There is a hacker technique called "social engineering".  It consists of conning people into doing things for you that they shouldn't and with them letting you do things you are not normally allowed to do.  Here's a simple example from a past era.  A hacker would call a telephone operator and behave like a telephone company repair man.  If the ruse worked then the operator would let the hacker perform "systems" functions that, for instance, bypassed the billing system.

Successful spies are good at social engineering.  Snowden was good at social engineering.  I am not.  That's enough of that.  Let's get back to the book.

As reported above, Snowden went to work for the IC.  This is harder to do than you would think but he was a better researcher than I am and he figured out the process.  He then proceeded to game it (in a good way) to both get into the system and also to end up where he wanted to end up.  At this point he still felt bad about not having gotten in the fight as a soldier as a result of his boot came injury.  So he wanted to be at "the pointy end of the spear" when it came to postings.  He wanted to do field work in dangerous places.

But his plan backfired.  The managers he had so successfully impressed chose to put him into a cushy position in Switzerland instead, not exactly a hardship post where they are shooting at you.  But he prospered.  He is a very good systems engineer and he developed and implemented various significant improvements to the computer infrastructure that is now ubiquitous in intelligence and pretty much everywhere else.  His bosses continued to like him and his work (more good social engineering) and he was flagged as a rising star.  Another thing he leaned was that contracting was the way to go.

For various stupid reasons the Federal government has shifted away from work being done by government employees and toward work being done by contractors, people working for firms that are hired by agencies to do the actual work.

A cynic (I plead "guilty") would say that this is so that there are a lot of companies with a lot of executives that can contribute to political campaigns, participate in the "revolving door" between government employment and civilian jobs, can give elected officials bragging rights about how many federal dollars are spent in the district, etc.

The shift from using government employees to using contractors is always sold as being economical and permitting additional flexibility.  But that is 100% BS.  Here's what Snowden has to say on the subject:
The extent of my access [as a contractor] meant that the process itself might be broken, that the government had given up on meaningfully managing and promoting its talent from within.
Anyhow, Snowden "revolving door"ed between government employment and being a civilian contractor a couple of times.  For the most part he found it easier to move to whatever work he wanted to move to by being a civilian contractor.  Being a civilian contractor also paid a lot better.

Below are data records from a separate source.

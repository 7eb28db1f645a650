//! GET /metrics - Prometheus 抓取端点

use axum::{
    http::{header, StatusCode},
    response::{IntoResponse, Response},
};

use crate::infra::metrics;

const PROMETHEUS_CONTENT_TYPE: &str = "text/plain; version=0.0.4; charset=utf-8";

/// 指标未启用（enable_metrics = false 或 Recorder 安装失败）时返回 503
pub async fn metrics_handler() -> Response {
    match metrics::render_metrics() {
        Some(body) => (
            StatusCode::OK,
            [(header::CONTENT_TYPE, PROMETHEUS_CONTENT_TYPE)],
            body,
        )
            .into_response(),
        None => (StatusCode::SERVICE_UNAVAILABLE, "metrics disabled").into_response(),
    }
}
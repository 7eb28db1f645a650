use std::collections::BTreeMap;

use serde::{Deserialize, Serialize};

use super::null_as_default;

/// notifications 集合中新建的文档
///
/// 由客户端写入，这里只读一次。`tokens` 为空时不发送。
#[derive(Debug, Clone, Default, PartialEq, Serialize, Deserialize)]
pub struct NotificationRecord {
    #[serde(default, deserialize_with = "null_as_default")]
    pub tokens: Vec<String>,
    #[serde(default)]
    pub title: Option<String>,
    #[serde(default)]
    pub body: Option<String>,
    #[serde(rename = "type", default)]
    pub kind: Option<String>,
    /// 附加数据，原样透传给客户端
    #[serde(default, deserialize_with = "null_as_default")]
    pub data: BTreeMap<String, String>,
}
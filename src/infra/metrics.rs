//! Prometheus 指标：触发次数、推送成功/失败数与处理耗时
//!
//! 通过 `init()` 安装全局 Recorder，通过 HTTP GET `/metrics` 暴露抓取端点。

use metrics_exporter_prometheus::PrometheusHandle;
use std::sync::OnceLock;

static HANDLE: OnceLock<PrometheusHandle> = OnceLock::new();

/// 指标名称
const COUNTER_TRIGGERS_TOTAL: &str = "push_relay_triggers_total";
const COUNTER_PUSH_SENT: &str = "push_relay_push_sent_total";
const COUNTER_PUSH_FAILED: &str = "push_relay_push_failed_total";
const HISTOGRAM_TRIGGER_DURATION: &str = "push_relay_trigger_duration_seconds";

/// 初始化 Prometheus 指标（安装全局 Recorder，返回 Handle 用于 HTTP 暴露）。
/// 仅需在进程内调用一次；重复调用会返回 Err。
pub fn init() -> Result<(), Box<dyn std::error::Error + Send + Sync>> {
    let handle = metrics_exporter_prometheus::PrometheusBuilder::new().install_recorder()?;
    HANDLE
        .set(handle)
        .map_err(|_| "metrics already initialized")?;
    Ok(())
}

/// 是否已初始化（可供 /metrics 使用）
pub fn is_initialized() -> bool {
    HANDLE.get().is_some()
}

/// 渲染当前指标为 Prometheus 文本格式，供 GET /metrics 使用。
pub fn render_metrics() -> Option<String> {
    HANDLE.get().map(|h| h.render())
}

/// 记录一次触发：按集合与结果（skipped / sent / failed）计数 + 耗时直方图。
pub fn record_trigger(collection: &str, outcome: &'static str, duration_secs: f64) {
    metrics::counter!(
        COUNTER_TRIGGERS_TOTAL,
        "collection" => collection.to_string(),
        "outcome" => outcome
    )
    .increment(1);
    metrics::histogram!(HISTOGRAM_TRIGGER_DURATION, "collection" => collection.to_string())
        .record(duration_secs);
}

/// 记录推送结果（成功数 / 失败数）。
pub fn record_push(sent: usize, failed: usize) {
    metrics::counter!(COUNTER_PUSH_SENT).increment(sent as u64);
    metrics::counter!(COUNTER_PUSH_FAILED).increment(failed as u64);
}
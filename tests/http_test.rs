//! 触发器 HTTP 入口测试（tower oneshot，不监听端口）

use std::sync::Arc;

use axum::{
    body::{to_bytes, Body},
    http::{Request, StatusCode},
    Router,
};
use push_relay::auth::TriggerSecret;
use push_relay::config::DeliveryConfig;
use push_relay::http::TriggerHttpServer;
use push_relay::push::MockProvider;
use push_relay::repository::InMemoryUserRepository;
use push_relay::server::build_dispatcher;
use serde_json::{json, Value};
use tower::ServiceExt;

fn router(secret: Option<&str>) -> Router {
    let dispatcher = build_dispatcher(
        Arc::new(DeliveryConfig::default()),
        Arc::new(MockProvider),
        Arc::new(InMemoryUserRepository::default()),
    );
    TriggerHttpServer::new(
        Arc::new(dispatcher),
        TriggerSecret::new(secret.map(str::to_string)),
        "127.0.0.1:0".to_string(),
    )
    .router()
}

async fn call(app: Router, request: Request<Body>) -> (StatusCode, Value) {
    let response = app.oneshot(request).await.unwrap();
    let status = response.status();
    let bytes = to_bytes(response.into_body(), usize::MAX).await.unwrap();
    let value = if bytes.is_empty() {
        Value::Null
    } else {
        serde_json::from_slice(&bytes).unwrap_or(Value::Null)
    };
    (status, value)
}

fn trigger(path: &str, body: &str) -> Request<Body> {
    Request::builder()
        .method("POST")
        .uri(path)
        .header("content-type", "application/json")
        .body(Body::from(body.to_string()))
        .unwrap()
}

#[tokio::test]
async fn test_notification_trigger() {
    let (status, body) = call(
        router(None),
        trigger(
            "/triggers/notifications/n1",
            r#"{"tokens":["t1","t2"],"title":"Hi","body":"There","type":"chat"}"#,
        ),
    )
    .await;
    assert_eq!(status, StatusCode::OK);
    assert_eq!(body, json!({ "success": true, "sentCount": 2 }));
}

#[tokio::test]
async fn test_empty_body_is_missing_snapshot() {
    let (status, body) = call(router(None), trigger("/triggers/notifications/n1", "")).await;
    assert_eq!(status, StatusCode::OK);
    assert_eq!(body, Value::Null);

    let (status, body) = call(router(None), trigger("/triggers/announcements/a1", "null")).await;
    assert_eq!(status, StatusCode::OK);
    assert_eq!(body, Value::Null);
}

#[tokio::test]
async fn test_announcement_trigger() {
    let (status, body) = call(
        router(None),
        trigger(
            "/triggers/announcements/a1",
            r#"{"name":"Maintenance","isImportant":true}"#,
        ),
    )
    .await;
    assert_eq!(status, StatusCode::OK);
    assert_eq!(body, json!({ "success": true }));
}

#[tokio::test]
async fn test_unknown_collection_is_404() {
    let (status, body) = call(router(None), trigger("/triggers/chats/c1", "{}")).await;
    assert_eq!(status, StatusCode::NOT_FOUND);
    assert_eq!(body["error"]["code"], "NOT_FOUND");
}

#[tokio::test]
async fn test_invalid_json_is_400() {
    let (status, body) = call(router(None), trigger("/triggers/notifications/n1", "{oops")).await;
    assert_eq!(status, StatusCode::BAD_REQUEST);
    assert_eq!(body["error"]["code"], "INVALID_REQUEST");
}

#[tokio::test]
async fn test_trigger_secret() {
    let (status, _) = call(
        router(Some("s3cret")),
        trigger("/triggers/notifications/n1", r#"{"tokens":["t1"]}"#),
    )
    .await;
    assert_eq!(status, StatusCode::UNAUTHORIZED);

    let request = Request::builder()
        .method("POST")
        .uri("/triggers/notifications/n1")
        .header("x-trigger-secret", "wrong")
        .body(Body::from(r#"{"tokens":["t1"]}"#))
        .unwrap();
    let (status, _) = call(router(Some("s3cret")), request).await;
    assert_eq!(status, StatusCode::UNAUTHORIZED);

    let request = Request::builder()
        .method("POST")
        .uri("/triggers/notifications/n1")
        .header("x-trigger-secret", "s3cret")
        .header("x-event-id", "evt-1")
        .body(Body::from(r#"{"tokens":["t1"]}"#))
        .unwrap();
    let (status, body) = call(router(Some("s3cret")), request).await;
    assert_eq!(status, StatusCode::OK);
    assert_eq!(body, json!({ "success": true, "sentCount": 1 }));
}

#[tokio::test]
async fn test_health() {
    let request = Request::builder()
        .uri("/health")
        .body(Body::empty())
        .unwrap();
    let (status, body) = call(router(None), request).await;
    assert_eq!(status, StatusCode::OK);
    assert_eq!(body, json!({ "status": "ok" }));
}

#[tokio::test]
async fn test_metrics_without_recorder() {
    let request = Request::builder()
        .uri("/metrics")
        .body(Body::empty())
        .unwrap();
    let app = router(None);
    let response = app.oneshot(request).await.unwrap();
    // 测试进程中未安装 Recorder
    assert_eq!(response.status(), StatusCode::SERVICE_UNAVAILABLE);
}
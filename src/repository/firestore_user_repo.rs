//! 用户仓库 - Firestore REST 实现

use std::sync::Arc;

use async_trait::async_trait;
use reqwest::Client;
use serde::Deserialize;
use serde_json::Value;
use tracing::{debug, info};

use crate::auth::GoogleAuth;
use crate::config::FirestoreConfig;
use crate::error::{Result, ServerError};
use crate::model::UserRecord;
use crate::repository::UserRepository;

const FIELD_FCM_TOKENS: &str = "fcmTokens";

/// 用户仓库 (Firestore REST 实现)
///
/// 按 pageSize/pageToken 翻页读取整个集合，结果全部加载到内存。
pub struct FirestoreUserRepository {
    client: Client,
    endpoint: String,
    project_id: String,
    database_id: String,
    collection: String,
    page_size: u32,
    auth: Arc<GoogleAuth>,
}

impl FirestoreUserRepository {
    pub fn new(config: &FirestoreConfig, project_id: String, auth: Arc<GoogleAuth>) -> Result<Self> {
        let client = Client::builder()
            .timeout(config.timeout())
            .build()
            .map_err(|e| ServerError::Configuration(format!("Firestore HTTP client: {}", e)))?;

        Ok(Self {
            client,
            endpoint: config.endpoint.trim_end_matches('/').to_string(),
            project_id,
            database_id: config.database_id.clone(),
            collection: config.users_collection.clone(),
            page_size: config.page_size,
            auth,
        })
    }

    fn collection_url(&self) -> String {
        format!(
            "{}/v1/projects/{}/databases/{}/documents/{}",
            self.endpoint, self.project_id, self.database_id, self.collection
        )
    }

    async fn fetch_page(
        &self,
        page_token: Option<&str>,
        access_token: Option<&str>,
    ) -> Result<ListDocumentsResponse> {
        let page_size = self.page_size.to_string();
        let mut query = vec![
            ("pageSize", page_size.as_str()),
            ("mask.fieldPaths", FIELD_FCM_TOKENS),
        ];
        if let Some(token) = page_token {
            query.push(("pageToken", token));
        }

        let mut builder = self.client.get(self.collection_url()).query(&query);
        if let Some(token) = access_token {
            builder = builder.bearer_auth(token);
        }

        let response = builder
            .send()
            .await
            .map_err(|e| ServerError::Store(format!("Firestore request failed: {}", e)))?;

        let status = response.status();
        if !status.is_success() {
            let error_text = response.text().await.unwrap_or_default();
            return Err(ServerError::Store(format!(
                "Firestore list {} failed: status={}, error={}",
                self.collection, status, error_text
            )));
        }

        Ok(response.json().await?)
    }
}

#[async_trait]
impl UserRepository for FirestoreUserRepository {
    async fn list_users(&self) -> Result<Vec<UserRecord>> {
        let access_token = self.auth.access_token().await?;
        let mut users = Vec::new();
        let mut page_token: Option<String> = None;
        let mut pages = 0usize;

        loop {
            let page = self
                .fetch_page(page_token.as_deref(), access_token.as_deref())
                .await?;
            pages += 1;
            debug!(
                "[FIRESTORE] Page {} of {}: {} documents",
                pages,
                self.collection,
                page.documents.len()
            );

            users.extend(page.documents.into_iter().map(Document::into_user));

            match page.next_page_token {
                Some(next) if !next.is_empty() => page_token = Some(next),
                _ => break,
            }
        }

        info!(
            "[FIRESTORE] Loaded {} users from {} ({} pages)",
            users.len(),
            self.collection,
            pages
        );
        Ok(users)
    }

    fn name(&self) -> &'static str {
        "firestore"
    }
}

#[derive(Debug, Deserialize)]
#[serde(rename_all = "camelCase")]
struct ListDocumentsResponse {
    #[serde(default)]
    documents: Vec<Document>,
    #[serde(default)]
    next_page_token: Option<String>,
}

#[derive(Debug, Deserialize)]
struct Document {
    name: String,
    #[serde(default)]
    fields: serde_json::Map<String, Value>,
}

impl Document {
    fn into_user(self) -> UserRecord {
        let id = self
            .name
            .rsplit('/')
            .next()
            .unwrap_or_default()
            .to_string();
        let fcm_tokens = self
            .fields
            .get(FIELD_FCM_TOKENS)
            .map(string_array)
            .unwrap_or_default();
        UserRecord::new(id, fcm_tokens)
    }
}

/// 解码 Firestore 类型化数组，非字符串元素忽略
fn string_array(value: &Value) -> Vec<String> {
    value
        .pointer("/arrayValue/values")
        .and_then(Value::as_array)
        .map(|values| {
            values
                .iter()
                .filter_map(|v| v.get("stringValue").and_then(Value::as_str))
                .map(str::to_string)
                .collect()
        })
        .unwrap_or_default()
}

#[cfg(test)]
mod tests {
    use super::*;
    use axum::{extract::Query, http::HeaderMap, Json, Router};
    use serde_json::json;
    use std::collections::HashMap;
    use std::sync::Mutex;

    /// 两页数据：第一页带 nextPageToken
    async fn spawn_fake_firestore(seen: Arc<Mutex<Vec<(HashMap<String, String>, Option<String>)>>>) -> String {
        let app = Router::new().fallback(
            move |Query(query): Query<HashMap<String, String>>, headers: HeaderMap| {
                let seen = seen.clone();
                async move {
                    let auth = headers
                        .get("authorization")
                        .and_then(|v| v.to_str().ok())
                        .map(str::to_string);
                    seen.lock().unwrap().push((query.clone(), auth));

                    match query.get("pageToken").map(String::as_str) {
                        None => Json(json!({
                            "documents": [
                                {
                                    "name": "projects/demo/databases/(default)/documents/users/u1",
                                    "fields": {
                                        "fcmTokens": { "arrayValue": { "values": [
                                            { "stringValue": "a" },
                                            { "stringValue": "b" }
                                        ]}}
                                    }
                                },
                                {
                                    "name": "projects/demo/databases/(default)/documents/users/u2",
                                    "fields": {}
                                }
                            ],
                            "nextPageToken": "p2"
                        })),
                        Some(_) => Json(json!({
                            "documents": [
                                {
                                    "name": "projects/demo/databases/(default)/documents/users/u3",
                                    "fields": {
                                        "fcmTokens": { "arrayValue": { "values": [
                                            { "stringValue": "c" },
                                            { "integerValue": "7" }
                                        ]}}
                                    }
                                }
                            ]
                        })),
                    }
                }
            },
        );
        let listener = tokio::net::TcpListener::bind("127.0.0.1:0").await.unwrap();
        let addr = listener.local_addr().unwrap();
        tokio::spawn(async move {
            axum::serve(listener, app).await.unwrap();
        });
        format!("http://{}", addr)
    }

    #[tokio::test]
    async fn test_list_users_follows_pages() {
        let seen = Arc::new(Mutex::new(Vec::new()));
        let endpoint = spawn_fake_firestore(seen.clone()).await;
        let config = FirestoreConfig {
            endpoint,
            page_size: 2,
            ..FirestoreConfig::default()
        };
        let repo =
            FirestoreUserRepository::new(&config, "demo".into(), Arc::new(GoogleAuth::anonymous()))
                .unwrap();

        let users = repo.list_users().await.unwrap();
        let ids: Vec<_> = users.iter().map(|u| u.id.as_str()).collect();
        assert_eq!(ids, vec!["u1", "u2", "u3"]);
        assert_eq!(users[0].fcm_tokens, vec!["a", "b"]);
        assert!(users[1].fcm_tokens.is_empty());
        assert_eq!(users[2].fcm_tokens, vec!["c"]);

        let seen = seen.lock().unwrap();
        assert_eq!(seen.len(), 2);
        assert_eq!(seen[0].0.get("pageSize").map(String::as_str), Some("2"));
        assert_eq!(seen[1].0.get("pageToken").map(String::as_str), Some("p2"));
        assert!(seen[0].1.is_none());
    }

    #[tokio::test]
    async fn test_store_error_is_reported() {
        let config = FirestoreConfig {
            endpoint: "http://127.0.0.1:9".into(),
            ..FirestoreConfig::default()
        };
        let repo =
            FirestoreUserRepository::new(&config, "demo".into(), Arc::new(GoogleAuth::anonymous()))
                .unwrap();
        assert!(matches!(repo.list_users().await, Err(ServerError::Store(_))));
    }

    #[test]
    fn test_string_array_handles_empty_array() {
        assert!(string_array(&json!({ "arrayValue": {} })).is_empty());
        assert!(string_array(&json!({ "stringValue": "x" })).is_empty());
    }
}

He rightly questions this system particularly when it comes to system administrators.  System administrators are like janitors in that they see everything.  Janitors see it in the trash.  System administrators see it on the file systems of the computers they administer and across the networks they monitor.  As such, they are the ones who need to be the most trusted people anywhere in the system.  So, from a practical point of view, they have the highest effective security clearance of anyone.  This may or may not be reflected in their "official" clearance level.

So why should a contractor, who owes whatever allegiance he might possess to a company like Dell or Booz Allen (two of the companies Snowden worked for), work diligently to preserve and protect the government and its interests?  Shouldn't you want you want these people above all to have interests that are tightly aligned with those of the government?  Yet it seems that these most critical jobs are the first to be outsourced.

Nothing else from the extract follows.